1. Introduction
Ovarian cancer (OC) is the eighth most prevalent cancer in women and the eighteenth most prevalent cancer in the general population. In 2018, over 300,000 new cases were reported; Serbia had the highest rate of ovarian cancer (the age-standardized rate was 16.6 per 100,000) [
1]. Most women feature advanced ovarian cancer at the time of diagnosis, which accounts for the high fatality rate [
2]. Furthermore, the majority of patients relapse following the standard therapy with debulking surgery and platinum-based chemotherapy [
3].
Modulation of the vascular endothelial growth factor (VEGF) has progressed from a theoretical notion to an essential component of therapy [
4]. In two large-scale phase 3 randomized trials, GOG-218 and ICON7, in first-line settings, the addition of the anti-VEGF monoclonal antibody bevacizumab to routinely delivered carboplatin and paclitaxel chemotherapy significantly improved progression-free survival [
5,
6]. For platinum-sensitive recurrent and platinum-resistant recurrent epithelial ovarian cancer, bevacizumab is regarded as the standard-of-care front-line treatment [
7]. In advanced and recurrent epithelial ovarian cancer, bevacizumab-containing therapies show a significant progression-free survival (PFS) benefit, and although not associated with improved survival in the first-line setting, improved overall survival did reach statistical significance in the recurrent setting [
8].
To our knowledge, this study was the first to investigate the effects of bevacizumab as a standardized treatment for advanced ovarian cancer in patients in Serbia. The effect on the overall survival as well as progression-free survival must be understood in order to thoroughly assess a new treatment. We report the median progression-free survival (PFS), the Q1 overall survival (OS), and the clinical characteristics of the patients with stage IIIc, IVa, and IVb advanced ovarian cancer (according to the International Federation of Gynecology and Obstetrics (FIGO)) who initially underwent total abdominal hysterectomy with bilateral salpingo-oophorectomy and omentectomy.
2. Materials and Methods
We recruited study participants among patients admitted to the oncology clinic of the University Clinical Center of Nis (Serbia) between April 2017 and March 2020. The eligible patients had histologically confirmed epithelial ovarian cancer [
9,
10]. All the patients initially underwent total abdominal hysterectomy with bilateral salpingo-oophorectomy and omentectomy. The study required participants to be at least 18 years old, have an Eastern Cooperative Oncology Group performance status (ECOG) of 0 or 1, and have sufficient liver, kidney, and bone marrow function. The FIGO stage was established at the time of the first diagnosis, and only patients with FIGO stages IIIc and IV were included. We excluded the patients with a history of bowel obstruction (including subocclusive disease) because of the underlying disease, with an abdominal fistula, gastrointestinal (GI) perforation, or intra-abdominal abscess, or with evidence of rectosigmoid involvement by pelvic examination or colonoscopy, bowel involvement on computed tomography, or clinical symptoms of bowel obstruction. Furthermore, the patients with a history or evidence of thrombotic or hemorrhagic diseases within 6 months of the start of the research, uncontrolled hypertension or current clinically significant cardiovascular disease, or nonhealing wounds or ulcers were excluded.

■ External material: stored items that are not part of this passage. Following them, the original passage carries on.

use crate::types::ApiResponse;
use axum::http::StatusCode;
use axum::response::{IntoResponse, Json};

/// Application-specific error types
#[derive(Debug, thiserror::Error)]
pub enum AppError {
    #[error("Database connection failed: {0}")]
    DatabaseConnection(String),

    #[error("Database operation failed: {0}")]
    DatabaseOperation(String),

    #[error("Invalid request: {0}")]
    Invalid(String),

    #[error("Not found")]
    NotFound,

    #[error("Not authorized")]
    Unauthorized,

    #[error("Purchase token is bound to a different order")]
    PurchaseTokenConflict,

    #[error("Concurrent update conflict: {0}")]
    Conflict(String),

    #[error("Quota consolidation failed: {0}")]
    TransactionFailed(String),

    #[error("Purchase verifier unavailable: {0}")]
    UpstreamUnavailable(String),

    #[error("Purchase rejected by the billing provider: {0}")]
    VerificationFailed(String),

    #[error("Failed to get access token: {0}")]
    AccessTokenFailed(String),

    #[error("Failed to parse Google Play response: {0}")]
    GooglePlayResponseParse(String),

    #[error("Internal server error: {0}")]
    InternalError(String),
}

impl AppError {
    /// Get the appropriate HTTP status code for this error
    fn status_code(&self) -> StatusCode {
        match self {
            AppError::DatabaseConnection(_)
            | AppError::DatabaseOperation(_)
            | AppError::TransactionFailed(_)
            | AppError::AccessTokenFailed(_)
            | AppError::InternalError(_) => StatusCode::INTERNAL_SERVER_ERROR,

            AppError::Invalid(_) | AppError::VerificationFailed(_) => StatusCode::BAD_REQUEST,

            AppError::Unauthorized => StatusCode::UNAUTHORIZED,

            AppError::NotFound => StatusCode::NOT_FOUND,

            AppError::PurchaseTokenConflict | AppError::Conflict(_) => StatusCode::CONFLICT,

            AppError::UpstreamUnavailable(_) | AppError::GooglePlayResponseParse(_) => {
                StatusCode::BAD_GATEWAY
            }
        }
    }

    /// Errors that point at a possible ledger inconsistency rather than a bad credential.
    pub fn is_integrity_failure(&self) -> bool {
        matches!(
            self,
            AppError::PurchaseTokenConflict | AppError::Conflict(_) | AppError::TransactionFailed(_)
        )
    }
}

impl IntoResponse for AppError {
    fn into_response(self) -> axum::response::Response {
        let status_code = self.status_code();
        if status_code.is_server_error() || self.is_integrity_failure() {
            tracing::error!(error = %self, "request failed");
        }

        let response_body = ApiResponse::<()>::error(self.to_string());

        (status_code, Json(response_body)).into_response()
    }
}

/// Result type for application operations
pub type AppResult<T> = Result<T, AppError>;

impl From<diesel::result::Error> for AppError {
    fn from(err: diesel::result::Error) -> Self {
        AppError::DatabaseOperation(err.to_string())
    }
}

impl From<diesel::r2d2::PoolError> for AppError {
    fn from(err: diesel::r2d2::PoolError) -> Self {
        AppError::DatabaseConnection(err.to_string())
    }
}

impl From<reqwest::Error> for AppError {
    fn from(err: reqwest::Error) -> Self {
        if err.is_decode() {
            AppError::GooglePlayResponseParse(err.to_string())
        } else {
            AppError::UpstreamUnavailable(err.to_string())
        }
    }
}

For the patients with measurable and non-measurable disease, progression was defined by RECIST (version 1.1) [
11]. Every effort was made to document the progression even after discontinuation of the treatment.
The recruited patients received 175 mg/m2 paclitaxel and carboplatin (AUC 6) for the first six cycles and 7.5 mg/kg bevacizumab every three weeks up to 17 cycles until disease progression, unacceptable toxicity, or consent withdrawal. It was not possible to lower the dose of bevacizumab. The chemotherapy dose adjustment recommendations were in line with the current clinical practice.

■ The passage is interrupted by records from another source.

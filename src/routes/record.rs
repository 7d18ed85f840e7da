use axum::extract::{Query, State};
use axum::response::IntoResponse;
use axum::Json;

use crate::error::AppError;
use crate::types::{ApiResponse, EmptyData, PurchaseClaim, SubscriptionQuery};
use crate::AppState;

#[utoipa::path(
    post,
    path = "/recordpurchase",
    request_body = PurchaseClaim,
    params(
        ("subscription" = Option<String>, Query, description = "1 when the purchase is a subscription")
    ),
    responses(
        (status = 200, description = "Purchase recorded", body = ApiResponse<EmptyData>),
        (status = 400, description = "Claim incomplete, rejected upstream, or already recorded", body = ApiResponse<EmptyData>),
        (status = 502, description = "Billing provider unavailable", body = ApiResponse<EmptyData>)
    ),
    tag = "Licensing"
)]
pub async fn record_purchase(
    State(app_state): State<AppState>,
    Query(query): Query<SubscriptionQuery>,
    Json(claim): Json<PurchaseClaim>,
) -> Result<impl IntoResponse, AppError> {
    let recorded = app_state
        .authorizer
        .record_purchase(&claim, query.is_subscription())
        .await?;

    if recorded {
        Ok(Json(ApiResponse::<EmptyData>::ok_with_msg("Purchase recorded")))
    } else {
        Err(AppError::Invalid("purchase was not recorded".to_string()))
    }
}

The same assessment technique was used to assess the tumor at baseline and every nine weeks during the trial (computed tomography or magnetic resonance imaging in the case of contrast allergy). We reviewed safety data actively. Before each cycle and within 30 days of finishing the therapy, safety was examined. Adverse events were graded using the National Cancer Institute’s Common Terminology Criteria for Adverse Events (version 5.0). Selected clinical and pathological features were reviewed: histological subtype, ECOG performance status stage, FIGO stage, ovarian cancer grade, pleural effusion, and ascites. Before undergoing any study-specific procedures, all the patients submitted written informed consent forms. The research was conducted under the principles of the Declaration of Helsinki, as well as those specified in the Tripartite Guideline for Good Clinical Practice of the International Conference on Harmonization and the EU Clinical Trial Directive.
The primary endpoint was progression-free survival calculated from the date of surgery to the date of RECIST 1.1 progression. The time from assignment to death as a consequence of any cause was defined as the overall survival, and the patients who were alive at the time of the analysis were censored at the date of the last contact. The patients were observed for survival until July 2020. Progression-free survival and the overall survival were estimated using the Kaplan-Meier methodology. All the analyses were carried out with Stata software package release 17.
3. Results
Between April 2017 and March 2020, 35 patients were enrolled. Over 94% of the patients had serous adenocarcinoma, with the majority of malignancies being high-grade (88.57%). The cohort had a dismal prognosis: 54% had FIGO stage IIIc cancer with a maximal residual lesion diameter of more than 1 cm and 46% had stage IV cancer. We summarized the clinical features in
Table 1.
Sixty-five percent of the patients completed the planned treatment. Thirty-five percent of the trial participants dropped out early, with disease progression being the most prevalent cause. We report the treatment exposure summary, with one cycle being 3 weeks long, in
Figure 1.
The median progression-free survival was 20 months (95% CI: 16–23) (
Figure 2).
The median follow-up was 28 months. The median overall survival was not reached; we can report the first quartile of 31 months (
Figure 3).
Subgroup analysis for the age of progression-free survival and the overall survival is reported in
Table 2.
The median overall survival in the group of patients ≥65 years old was 32 months. Before beginning the study medication, all the 13 patients with ascites at baseline underwent paracentesis. With ascites, the median progression-free survival was 19 months (from 16 in Q1 to 29 in Q3). Adverse events of specific interest occurred in just two patients (hemorrhage in the corpus vitreum, deep vein thrombosis). There were no deaths throughout the research period that were not primarily determined by progressing illness.
4. Discussion
Our study met its primary goal, demonstrating a 20-month progression-free survival when bevacizumab was added to chemotherapy for advanced ovarian cancer. The observed overall survival for Q1 was 31 months (the secondary endpoint median overall survival not met). To our knowledge, this was the first study in Serbia to show PFS and the OS with combination therapy in this setting.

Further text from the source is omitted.